Consider a healthy Zixi Source that suddenly encounters intermittent packet loss over the course of several minutes, which eventually recovers. Notifications for packet loss, resulting in CC Errors, are controlled by the “Source – Analysis – TR101 P1 Transport” Rule of the Event Profile, which is configured as follows:

The escalation window is set to 10 minutes and an escalation count of 4 events. According to the rule, notification emails should be sent for both Error and OK states.

The resulting behavior of the monitoring system is as follows:

  1. ZEN Master checks the source. The source is actively streaming, and packets are delivered. For each confirmation during the rolling escalation widow, the response is good.

  2. A network error causes the source to lose packets. The following state check informs ZEN Master of CC Errors due to packet loss. As this is the first non-positive event during the window, ZEN Master places the source into a warning state.

  3. The source has recovered, at the next check the response indicates the source is good. ZEN Master returns the source into a good state.

  4. Further packet loss occurs, and the following checks return a non-positive result of a source exhibiting CC Errors. ZEN Master has returned the source to a warning state. Note that the cumulative event total is now 2, and that concurrent non-positive results are considered a single ongoing event.

  5. Monitoring of the source continues, returning several more CC Error results between to concurrent sets of good responses. The event count has reached 3, when the following check returns another non-positive result. The event count within the window is now 4, meeting the escalation requirement.
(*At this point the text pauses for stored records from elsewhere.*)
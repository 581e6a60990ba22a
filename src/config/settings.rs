//! Application settings management
//!
//! This module defines the configuration structure and provides methods
//! for loading settings from built-in defaults, TOML files and environment variables.

use serde::{Deserialize, Serialize};

/// Main application configuration structure
#[derive(Debug, Clone, Deserialize, Serialize)]
pub struct Settings {
    pub backend: BackendConfig,
    pub storage: StorageConfig,
    pub feed: FeedConfig,
    pub logging: LoggingConfig,
}

/// Hosted backend connection configuration
#[derive(Debug, Clone, Deserialize, Serialize)]
pub struct BackendConfig {
    pub url: String,
    pub anon_key: String,
    pub timeout_seconds: u64,
}

/// Object storage buckets
#[derive(Debug, Clone, Deserialize, Serialize)]
pub struct StorageConfig {
    pub event_images_bucket: String,
    pub avatars_bucket: String,
}

/// Change feed configuration
#[derive(Debug, Clone, Deserialize, Serialize)]
pub struct FeedConfig {
    /// Snapshot polling period used by backends without a push transport
    pub poll_interval_ms: u64,
    pub channel_capacity: usize,
}

/// Logging configuration
#[derive(Debug, Clone, Deserialize, Serialize)]
pub struct LoggingConfig {
    pub level: String,
    /// Directory for the daily rolling log file; stdout only when absent
    pub file_path: Option<String>,
    pub json: bool,
}

impl Settings {
    /// Load settings from defaults, an optional configuration file and environment variables
    pub fn new() -> Result<Self, config::ConfigError> {
        let settings = config::Config::builder()
            .add_source(config::Config::try_from(&Settings::default())?)
            .add_source(config::File::with_name("config").required(false))
            .add_source(config::Environment::with_prefix("EVENTHUB").separator("__"))
            .build()?;

        settings.try_deserialize()
    }

    /// Load settings from an explicit file layered over the defaults
    pub fn from_file(path: &str) -> Result<Self, config::ConfigError> {
        let settings = config::Config::builder()
            .add_source(config::Config::try_from(&Settings::default())?)
            .add_source(config::File::with_name(path))
            .build()?;

        settings.try_deserialize()
    }

    /// Validate configuration settings
    pub fn validate(&self) -> Result<(), crate::utils::errors::EventHubError> {
        super::validation::validate_settings(self)
    }
}

impl Default for Settings {
    fn default() -> Self {
        Self {
            backend: BackendConfig {
                url: "http://localhost:54321".to_string(),
                anon_key: String::new(),
                timeout_seconds: 10,
            },
            storage: StorageConfig {
                event_images_bucket: "event-images".to_string(),
                avatars_bucket: "avatars".to_string(),
            },
            feed: FeedConfig {
                poll_interval_ms: 2000,
                channel_capacity: 256,
            },
            logging: LoggingConfig {
                level: "info".to_string(),
                file_path: None,
                json: false,
            },
        }
    }
}
//! Participant store scenarios over the in-memory backend

mod helpers;

use assert_matches::assert_matches;
use eventhub::backend::Operation;
use eventhub::models::{NewParticipant, RecordId};
use eventhub::EventHubError;
use helpers::*;

#[tokio::test]
async fn test_fetch_is_scoped_to_one_event() {
    let ctx = TestContext::new();
    ctx.backend
        .seed(
            "participants",
            vec![
                participant_row("p1", "E1"),
                participant_row("p2", "E2"),
                participant_row("p3", "E1"),
                participant_row("p4", "E3"),
            ],
        )
        .await;
    let participants = ctx.app.participants();

    let fetched = participants.fetch_participants(&RecordId::new("E1")).await.unwrap();

    assert_eq!(fetched.len(), 2);
    assert!(fetched.iter().all(|p| p.event_id == RecordId::new("E1")));
    let snapshot = participants.snapshot();
    let ids: Vec<&str> = snapshot.records().iter().map(|p| p.id.as_str()).collect();
    assert_eq!(ids, vec!["p1", "p3"]);
}

#[tokio::test]
async fn test_switching_events_replaces_projection() {
    let ctx = TestContext::new();
    ctx.backend
        .seed("participants", vec![participant_row("p1", "E1"), participant_row("p2", "E2")])
        .await;
    let participants = ctx.app.participants();

    participants.fetch_participants(&RecordId::new("E1")).await.unwrap();
    participants.fetch_participants(&RecordId::new("E2")).await.unwrap();

    let snapshot = participants.snapshot();
    assert_eq!(snapshot.len(), 1);
    assert_eq!(snapshot.records()[0].id, RecordId::new("p2"));
}

#[tokio::test]
async fn test_add_and_delete_participant() {
    let ctx = TestContext::new();
    let participants = ctx.app.participants();
    let event_id = RecordId::new("E1");

    let added = participants
        .add_participant(new_participant(&event_id, &RecordId::new("u1")))
        .await
        .unwrap();
    assert_eq!(added.event_id, event_id);
    assert_eq!(participants.participants(), vec![added.clone()]);

    participants.delete_participant(&added.id).await.unwrap();
    assert!(participants.snapshot().is_empty());
    assert!(ctx.backend.rows("participants").await.is_empty());
}

#[tokio::test]
async fn test_server_fills_added_at() {
    let ctx = TestContext::new();
    let participants = ctx.app.participants();

    let added = participants
        .add_participant(NewParticipant::new("Ada", "ada@example.com", "u1".into(), "E1".into()))
        .await
        .unwrap();

    let stored = ctx.backend.rows("participants").await;
    assert_eq!(stored.len(), 1);
    assert!(stored[0].get("added_at").and_then(|v| v.as_str()).is_some());
    assert_eq!(added.name, "Ada");
}

#[tokio::test]
async fn test_invalid_participant_rejected_before_remote_call() {
    let ctx = TestContext::new();
    let participants = ctx.app.participants();

    let err = participants
        .add_participant(NewParticipant::new("Ada", "not-an-email", "u1".into(), "E1".into()))
        .await
        .unwrap_err();

    assert_matches!(err, EventHubError::InvalidInput(_));
    assert!(ctx.backend.rows("participants").await.is_empty());
    assert_eq!(participants.snapshot().error(), None);
}

#[tokio::test]
async fn test_failed_delete_keeps_participant() {
    let ctx = TestContext::new();
    ctx.backend.seed("participants", vec![participant_row("p1", "E1")]).await;
    let participants = ctx.app.participants();
    participants.fetch_participants(&RecordId::new("E1")).await.unwrap();
    let mut notices = ctx.app.notifications().subscribe();

    ctx.backend.fail_next(Operation::Delete, "permission denied").await;
    let result = participants.delete_participant(&RecordId::new("p1")).await;

    assert!(result.is_err());
    assert_eq!(participants.snapshot().len(), 1);
    assert_eq!(participants.snapshot().error(), Some("permission denied"));
    assert_eq!(
        notices.recv().await.unwrap().message,
        "Error deleting participant: permission denied"
    );
}
//! Test helpers module
//!
//! This module provides utilities and helpers for testing the EventHub crate.
//! It includes a mock hosted backend, row fixtures and test context setup.

#![allow(dead_code)]

pub mod backend_mock;
pub mod slow_backend;
pub mod test_context;
pub mod test_data;

pub use backend_mock::*;
pub use slow_backend::*;
pub use test_context::*;
pub use test_data::*;
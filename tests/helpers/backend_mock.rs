//! Mock hosted backend for testing
//!
//! This module provides a wiremock server that answers the PostgREST-style
//! table, auth and storage endpoints the REST adapter talks to.

use serde_json::{json, Value};
use wiremock::{
    matchers::{header, method, path, query_param},
    Mock, MockServer, ResponseTemplate,
};
use eventhub::config::Settings;
use eventhub::RestBackend;

pub const TEST_ANON_KEY: &str = "test-anon-key";

/// Mock backend server
pub struct BackendMockServer {
    pub server: MockServer,
}

/// Configuration for mock responses
#[derive(Debug, Clone)]
pub struct MockResponseConfig {
    pub success: bool,
    pub delay_ms: Option<u64>,
    pub custom_response: Option<Value>,
}

impl Default for MockResponseConfig {
    fn default() -> Self {
        Self {
            success: true,
            delay_ms: None,
            custom_response: None,
        }
    }
}

impl MockResponseConfig {
    pub fn failure(message: &str) -> Self {
        Self {
            success: false,
            delay_ms: None,
            custom_response: Some(json!({
                "code": "42501",
                "message": message,
                "details": null,
                "hint": null
            })),
        }
    }
}

fn respond(config: MockResponseConfig, success_status: u16, default_body: Value) -> ResponseTemplate {
    let status = if config.success { success_status } else { 400 };
    let body = config.custom_response.unwrap_or(default_body);
    let mut response = ResponseTemplate::new(status).set_body_json(body);
    if let Some(delay) = config.delay_ms {
        response = response.set_delay(std::time::Duration::from_millis(delay));
    }
    response
}

impl BackendMockServer {
    /// Start a new mock backend
    pub async fn new() -> Self {
        Self {
            server: MockServer::start().await,
        }
    }

    pub fn uri(&self) -> String {
        self.server.uri()
    }

    /// Settings pointing at this server with a fast polling feed
    pub fn settings(&self) -> Settings {
        let mut settings = Settings::default();
        settings.backend.url = self.uri();
        settings.backend.anon_key = TEST_ANON_KEY.to_string();
        settings.backend.timeout_seconds = 5;
        settings.feed.poll_interval_ms = 25;
        settings
    }

    pub fn rest_backend(&self) -> RestBackend {
        let settings = self.settings();
        RestBackend::new(&settings.backend, &settings.feed).expect("rest backend")
    }

    /// Setup mock for `GET /rest/v1/{table}`
    pub async fn mock_select(&self, table: &str, rows: Vec<Value>, config: MockResponseConfig) {
        Mock::given(method("GET"))
            .and(path(format!("/rest/v1/{}", table)))
            .and(header("apikey", TEST_ANON_KEY))
            .respond_with(respond(config, 200, Value::Array(rows)))
            .mount(&self.server)
            .await;
    }

    /// Setup mock for `POST /rest/v1/{table}` returning the stored row
    pub async fn mock_insert(&self, table: &str, row: Value, config: MockResponseConfig) {
        Mock::given(method("POST"))
            .and(path(format!("/rest/v1/{}", table)))
            .and(header("Prefer", "return=representation"))
            .respond_with(respond(config, 201, json!([row])))
            .mount(&self.server)
            .await;
    }

    /// Setup mock for `PATCH /rest/v1/{table}?id=eq.{id}`
    pub async fn mock_update(&self, table: &str, id: &str, row: Value, config: MockResponseConfig) {
        Mock::given(method("PATCH"))
            .and(path(format!("/rest/v1/{}", table)))
            .and(query_param("id", format!("eq.{}", id)))
            .respond_with(respond(config, 200, json!([row])))
            .mount(&self.server)
            .await;
    }

    /// Setup mock for `DELETE /rest/v1/{table}?id=eq.{id}`
    pub async fn mock_delete(&self, table: &str, id: &str, config: MockResponseConfig) {
        let status = if config.success { 204 } else { 400 };
        let mut response = ResponseTemplate::new(status);
        if let Some(body) = config.custom_response {
            response = response.set_body_json(body);
        }
        Mock::given(method("DELETE"))
            .and(path(format!("/rest/v1/{}", table)))
            .and(query_param("id", format!("eq.{}", id)))
            .respond_with(response)
            .mount(&self.server)
            .await;
    }

    /// Setup mock for the password grant
    pub async fn mock_token(&self, user_id: &str, email: &str, config: MockResponseConfig) {
        let default_body = json!({
            "access_token": "user-jwt",
            "token_type": "bearer",
            "expires_in": 3600,
            "refresh_token": "refresh",
            "user": { "id": user_id, "email": email, "user_metadata": { "role": "user" } }
        });
        let config = if config.success || config.custom_response.is_some() {
            config
        } else {
            MockResponseConfig {
                custom_response: Some(json!({
                    "error": "invalid_grant",
                    "error_description": "Invalid login credentials"
                })),
                ..config
            }
        };
        Mock::given(method("POST"))
            .and(path("/auth/v1/token"))
            .and(query_param("grant_type", "password"))
            .respond_with(respond(config, 200, default_body))
            .mount(&self.server)
            .await;
    }

    pub async fn mock_logout(&self) {
        Mock::given(method("POST"))
            .and(path("/auth/v1/logout"))
            .respond_with(ResponseTemplate::new(204))
            .mount(&self.server)
            .await;
    }

    /// Setup mock for any object upload into `bucket`
    pub async fn mock_upload(&self, bucket: &str, config: MockResponseConfig) {
        let body = json!({ "Key": format!("{}/object", bucket) });
        Mock::given(method("POST"))
            .and(wiremock::matchers::path_regex(format!(r"^/storage/v1/object/{}/.+$", bucket)))
            .respond_with(respond(config, 200, body))
            .mount(&self.server)
            .await;
    }

    /// Drop all mounted mocks and recorded requests
    pub async fn reset(&self) {
        self.server.reset().await;
    }
}
//! Event store
//!
//! Mirrors the `events` table. Fetches are ordered by `date_time` ascending
//! and may be restricted to one creator. Every mutation reports its outcome
//! through the [`NotificationService`].

use std::sync::Arc;
use tokio::sync::watch;
use tracing::{debug, info};
use crate::backend::{ChangeKind, Query, RemoteBackend};
use crate::models::{Attachment, Event, EventStatus, EventUpdate, NewEvent, Record, RecordId, StatusChange};
use crate::services::media::MediaService;
use crate::services::notification::NotificationService;
use crate::utils::errors::{EventHubError, Result};
use super::collection::RemoteCollection;
use super::listener::{spawn_reconciler, SubscriptionHandle};
use super::projection::Projection;

/// Process-wide mirror of the events table
#[derive(Clone)]
pub struct EventStore {
    collection: RemoteCollection<Event>,
    media: MediaService,
    notifications: NotificationService,
}

impl EventStore {
    /// Create a new EventStore instance
    pub fn new(backend: Arc<dyn RemoteBackend>, media: MediaService, notifications: NotificationService) -> Self {
        Self {
            collection: RemoteCollection::new(backend),
            media,
            notifications,
        }
    }

    pub fn watch(&self) -> watch::Receiver<Projection<Event>> {
        self.collection.watch()
    }

    pub fn snapshot(&self) -> Projection<Event> {
        self.collection.snapshot()
    }

    pub fn events(&self) -> Vec<Event> {
        self.collection.records()
    }

    pub fn get(&self, id: &RecordId) -> Option<Event> {
        self.collection.get(id)
    }

    /// Fetch all events, or only those created by `owner`
    pub async fn fetch_events(&self, owner: Option<&RecordId>) -> Result<Vec<Event>> {
        let mut query = Query::new().order("date_time", true);
        if let Some(owner) = owner {
            query = query.eq("created_by", owner.as_str());
        }
        debug!(owner = owner.map(RecordId::as_str), "Fetching events");
        self.collection.fetch(&query).await
    }

    /// Single read for a detail view; the projection is not touched
    pub async fn fetch_event(&self, id: &RecordId) -> Result<Event> {
        let query = Query::new().eq("id", id.as_str());
        let rows = self.collection.backend().select(Event::TABLE, &query).await?;
        let row = rows.into_iter().next().ok_or_else(|| EventHubError::NotFound {
            table: Event::TABLE.to_string(),
            id: id.to_string(),
        })?;
        Event::from_row(row)
    }

    pub async fn add_event(&self, event: NewEvent) -> Result<Event> {
        event.validate()?;
        match self.collection.insert(&event).await {
            Ok(created) => {
                self.notifications.success("Event added successfully!");
                Ok(created)
            }
            Err(e) => {
                self.notifications.failure("Error adding event", &e);
                Err(e)
            }
        }
    }

    /// Upload the image first, then create the event pointing at its public URL.
    /// A failed create leaves the uploaded object behind.
    pub async fn add_event_with_image(&self, event: NewEvent, image: Attachment) -> Result<Event> {
        event.validate()?;
        let image_url = match self.media.upload_event_image(&event.created_by, &image).await {
            Ok(url) => url,
            Err(e) => {
                if !e.is_local() {
                    self.notifications.failure("Error uploading image", &e);
                }
                return Err(e);
            }
        };
        self.add_event(event.with_image_url(image_url)).await
    }

    /// General update; never changes status
    pub async fn update_event(&self, id: &RecordId, update: EventUpdate) -> Result<Event> {
        if update.is_empty() {
            return Err(EventHubError::InvalidInput("Nothing to update".to_string()));
        }
        match self.collection.update(id, &update).await {
            Ok(updated) => {
                self.notifications.success("Event updated successfully!");
                Ok(updated)
            }
            Err(e) => {
                self.notifications.failure("Error updating event", &e);
                Err(e)
            }
        }
    }

    /// Patch only the status column. Callers decide who may do this.
    pub async fn update_status(&self, id: &RecordId, status: EventStatus) -> Result<Event> {
        match self.collection.update(id, &StatusChange { status }).await {
            Ok(updated) => {
                info!(event_id = %id, status = %status, "Event status changed");
                self.notifications.success(format!("Event {}", status));
                Ok(updated)
            }
            Err(e) => {
                self.notifications.failure("Action failed", &e);
                Err(e)
            }
        }
    }

    pub async fn delete_event(&self, id: &RecordId) -> Result<()> {
        match self.collection.delete(id).await {
            Ok(()) => {
                self.notifications.success("Event deleted successfully");
                Ok(())
            }
            Err(e) => {
                self.notifications.failure("Error deleting event", &e);
                Err(e)
            }
        }
    }

    /// Follow every change to the events table until the handle is unsubscribed
    pub async fn subscribe_to_events(&self) -> Result<SubscriptionHandle> {
        let feed = self.collection.backend().subscribe(Event::TABLE).await?;
        let notifications = self.notifications.clone();
        let handle = spawn_reconciler(self.collection.clone(), feed, move |change| {
            if change.kind == ChangeKind::Insert {
                notifications.info("New event added");
            }
        });
        info!("Subscribed to event changes");
        Ok(handle)
    }
}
ZEN Master now escalates the state of the source to an Error. Due to the notification settings, an Alert email is sent to users with notification privileges on the source.

  6. The next and subsequent confirmations return positive results, but the Source state has already met the Error criteria within the window and remains in Error.

  7. Once the Error criteria is met, further responses indicating CC Errors within the window will cause the Error state on the Source to persist.

  8. The source recovers, and subsequent checks return positive state. After a full de-escalation window of good responses ZEN Master returns the source to a Good status. Due to the notification settings, an Alert email is sent to all users with notification privileges on the source

 

In scenario 2, the healthy source encounters sustained interruption before recovery.

  1. The healthy source begins to return non-positive responses indicating CC Errors, and ZEN Master places the source in a warning state. The cumulative event count is 1. 

  2. Packet loss in ongoing for almost the full duration of the escalation window, and the confirmations continue to return non-positive responses indicating CC Errors. The Event count remains 1 and the warning states persists.

  3. Upon another non-positive response, if the full duration of the escalation window is reached, ZEN Master escalates the state of the source to an Error. Note that in this scenario the event count did not exceed one, but continual non-positive events for the duration of the window result in an Error state. Due to the notification settings, an email Alert is generated to all users with notification privileges on the source.

  4. The source recovers, and subsequent confirmations return a good state. After a full de-escalation window of good responses (i.e., 10 minutes and 4 event counts), ZEN Master finally returns the source to an OK state. ZEN Master generates an Alert email to all users with notification privileges on the source.